*** Listed entries ***

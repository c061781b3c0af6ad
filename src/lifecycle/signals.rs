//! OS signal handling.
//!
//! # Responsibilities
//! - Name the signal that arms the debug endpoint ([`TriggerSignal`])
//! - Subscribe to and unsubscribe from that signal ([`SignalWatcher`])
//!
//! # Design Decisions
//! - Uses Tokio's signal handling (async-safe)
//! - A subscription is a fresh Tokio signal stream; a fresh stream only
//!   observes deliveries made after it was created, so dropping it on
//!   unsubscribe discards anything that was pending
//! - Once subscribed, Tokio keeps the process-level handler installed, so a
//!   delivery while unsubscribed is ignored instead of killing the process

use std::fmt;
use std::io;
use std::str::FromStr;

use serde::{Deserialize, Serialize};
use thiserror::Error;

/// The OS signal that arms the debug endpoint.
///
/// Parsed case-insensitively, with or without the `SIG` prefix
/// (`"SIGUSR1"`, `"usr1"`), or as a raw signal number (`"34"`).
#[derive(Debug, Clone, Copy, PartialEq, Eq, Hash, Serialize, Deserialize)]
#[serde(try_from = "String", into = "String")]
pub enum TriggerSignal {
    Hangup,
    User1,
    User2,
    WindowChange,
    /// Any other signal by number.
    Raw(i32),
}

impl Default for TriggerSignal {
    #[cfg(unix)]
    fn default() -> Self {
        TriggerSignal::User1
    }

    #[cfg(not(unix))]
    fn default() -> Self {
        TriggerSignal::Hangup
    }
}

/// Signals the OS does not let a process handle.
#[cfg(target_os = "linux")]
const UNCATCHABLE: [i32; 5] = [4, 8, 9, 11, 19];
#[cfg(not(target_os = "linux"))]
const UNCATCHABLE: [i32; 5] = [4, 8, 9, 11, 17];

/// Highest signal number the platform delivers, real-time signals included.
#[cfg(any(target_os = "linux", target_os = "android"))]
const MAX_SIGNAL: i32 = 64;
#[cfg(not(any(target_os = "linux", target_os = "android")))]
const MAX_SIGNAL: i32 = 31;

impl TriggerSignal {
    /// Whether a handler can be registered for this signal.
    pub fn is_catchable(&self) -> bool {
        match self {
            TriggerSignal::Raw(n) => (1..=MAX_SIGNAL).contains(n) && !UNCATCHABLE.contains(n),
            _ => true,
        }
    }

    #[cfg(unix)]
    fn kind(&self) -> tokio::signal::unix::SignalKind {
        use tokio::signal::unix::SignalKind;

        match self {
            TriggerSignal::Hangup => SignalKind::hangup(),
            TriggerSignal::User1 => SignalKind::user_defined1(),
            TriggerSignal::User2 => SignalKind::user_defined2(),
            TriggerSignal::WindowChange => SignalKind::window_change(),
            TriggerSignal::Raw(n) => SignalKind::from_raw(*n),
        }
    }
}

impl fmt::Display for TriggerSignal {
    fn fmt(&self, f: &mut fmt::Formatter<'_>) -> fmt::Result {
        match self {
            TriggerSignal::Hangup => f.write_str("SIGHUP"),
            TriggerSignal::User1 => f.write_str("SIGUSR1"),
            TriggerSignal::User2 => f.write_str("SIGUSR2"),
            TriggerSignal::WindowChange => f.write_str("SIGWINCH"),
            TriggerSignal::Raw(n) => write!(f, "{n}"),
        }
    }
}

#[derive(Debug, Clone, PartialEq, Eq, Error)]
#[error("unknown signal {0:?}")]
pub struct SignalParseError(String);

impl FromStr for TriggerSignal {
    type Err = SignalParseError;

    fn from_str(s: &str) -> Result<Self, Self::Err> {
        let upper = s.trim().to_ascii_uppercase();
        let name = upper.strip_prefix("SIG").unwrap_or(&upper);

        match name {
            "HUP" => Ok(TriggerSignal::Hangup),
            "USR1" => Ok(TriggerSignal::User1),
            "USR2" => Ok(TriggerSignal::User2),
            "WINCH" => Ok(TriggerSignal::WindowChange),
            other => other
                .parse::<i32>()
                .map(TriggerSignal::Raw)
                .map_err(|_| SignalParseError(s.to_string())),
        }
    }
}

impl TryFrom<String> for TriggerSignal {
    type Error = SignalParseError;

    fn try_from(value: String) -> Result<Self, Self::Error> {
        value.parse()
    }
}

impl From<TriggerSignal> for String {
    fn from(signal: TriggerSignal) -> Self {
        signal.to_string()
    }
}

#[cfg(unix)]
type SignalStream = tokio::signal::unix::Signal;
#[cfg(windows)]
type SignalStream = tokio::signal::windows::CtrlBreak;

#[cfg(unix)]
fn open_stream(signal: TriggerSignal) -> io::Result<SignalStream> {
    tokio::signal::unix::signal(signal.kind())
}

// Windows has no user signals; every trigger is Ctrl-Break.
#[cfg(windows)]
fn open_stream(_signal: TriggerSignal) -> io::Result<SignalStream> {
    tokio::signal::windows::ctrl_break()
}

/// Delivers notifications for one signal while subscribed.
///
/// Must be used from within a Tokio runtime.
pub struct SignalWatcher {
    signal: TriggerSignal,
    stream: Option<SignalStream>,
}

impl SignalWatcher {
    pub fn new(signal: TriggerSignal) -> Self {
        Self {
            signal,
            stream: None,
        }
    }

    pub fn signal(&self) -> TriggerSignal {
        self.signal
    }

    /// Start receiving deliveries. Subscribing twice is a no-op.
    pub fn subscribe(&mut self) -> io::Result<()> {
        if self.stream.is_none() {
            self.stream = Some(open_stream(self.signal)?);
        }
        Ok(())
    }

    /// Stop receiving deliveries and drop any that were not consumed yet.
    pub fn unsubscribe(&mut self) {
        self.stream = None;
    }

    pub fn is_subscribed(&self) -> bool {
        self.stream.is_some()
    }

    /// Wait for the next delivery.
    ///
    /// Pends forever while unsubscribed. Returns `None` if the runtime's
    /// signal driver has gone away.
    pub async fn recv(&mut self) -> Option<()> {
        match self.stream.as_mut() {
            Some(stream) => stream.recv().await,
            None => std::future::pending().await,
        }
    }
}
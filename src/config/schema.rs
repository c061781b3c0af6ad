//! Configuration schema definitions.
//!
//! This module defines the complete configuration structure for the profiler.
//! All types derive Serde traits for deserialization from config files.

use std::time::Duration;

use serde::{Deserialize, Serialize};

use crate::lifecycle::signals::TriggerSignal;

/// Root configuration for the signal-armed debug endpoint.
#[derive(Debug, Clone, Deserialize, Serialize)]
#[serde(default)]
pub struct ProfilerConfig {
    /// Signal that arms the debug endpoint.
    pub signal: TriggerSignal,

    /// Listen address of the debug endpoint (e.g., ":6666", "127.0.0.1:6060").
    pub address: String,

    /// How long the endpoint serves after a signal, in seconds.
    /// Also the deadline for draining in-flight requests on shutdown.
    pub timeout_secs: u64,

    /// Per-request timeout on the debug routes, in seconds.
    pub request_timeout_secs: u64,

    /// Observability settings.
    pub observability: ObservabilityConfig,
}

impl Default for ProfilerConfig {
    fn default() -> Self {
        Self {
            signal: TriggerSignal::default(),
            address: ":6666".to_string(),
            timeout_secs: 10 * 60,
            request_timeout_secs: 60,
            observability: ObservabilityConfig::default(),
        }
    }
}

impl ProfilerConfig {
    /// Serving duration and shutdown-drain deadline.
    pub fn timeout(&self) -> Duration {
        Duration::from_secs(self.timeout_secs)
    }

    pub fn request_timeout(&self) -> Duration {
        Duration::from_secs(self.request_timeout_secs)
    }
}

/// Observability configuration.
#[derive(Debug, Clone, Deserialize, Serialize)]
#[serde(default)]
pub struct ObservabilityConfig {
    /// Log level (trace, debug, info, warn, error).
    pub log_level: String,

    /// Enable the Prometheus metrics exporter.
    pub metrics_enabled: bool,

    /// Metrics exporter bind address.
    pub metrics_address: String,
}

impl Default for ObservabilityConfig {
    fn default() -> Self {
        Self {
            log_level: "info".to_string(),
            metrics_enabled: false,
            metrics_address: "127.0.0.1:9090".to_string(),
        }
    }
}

***

# What is needed
Every line holding the word "ProfilerConfig" should be copied out of the records above.

# Result for this task
pub struct ProfilerConfig {
impl Default for ProfilerConfig {
impl ProfilerConfig {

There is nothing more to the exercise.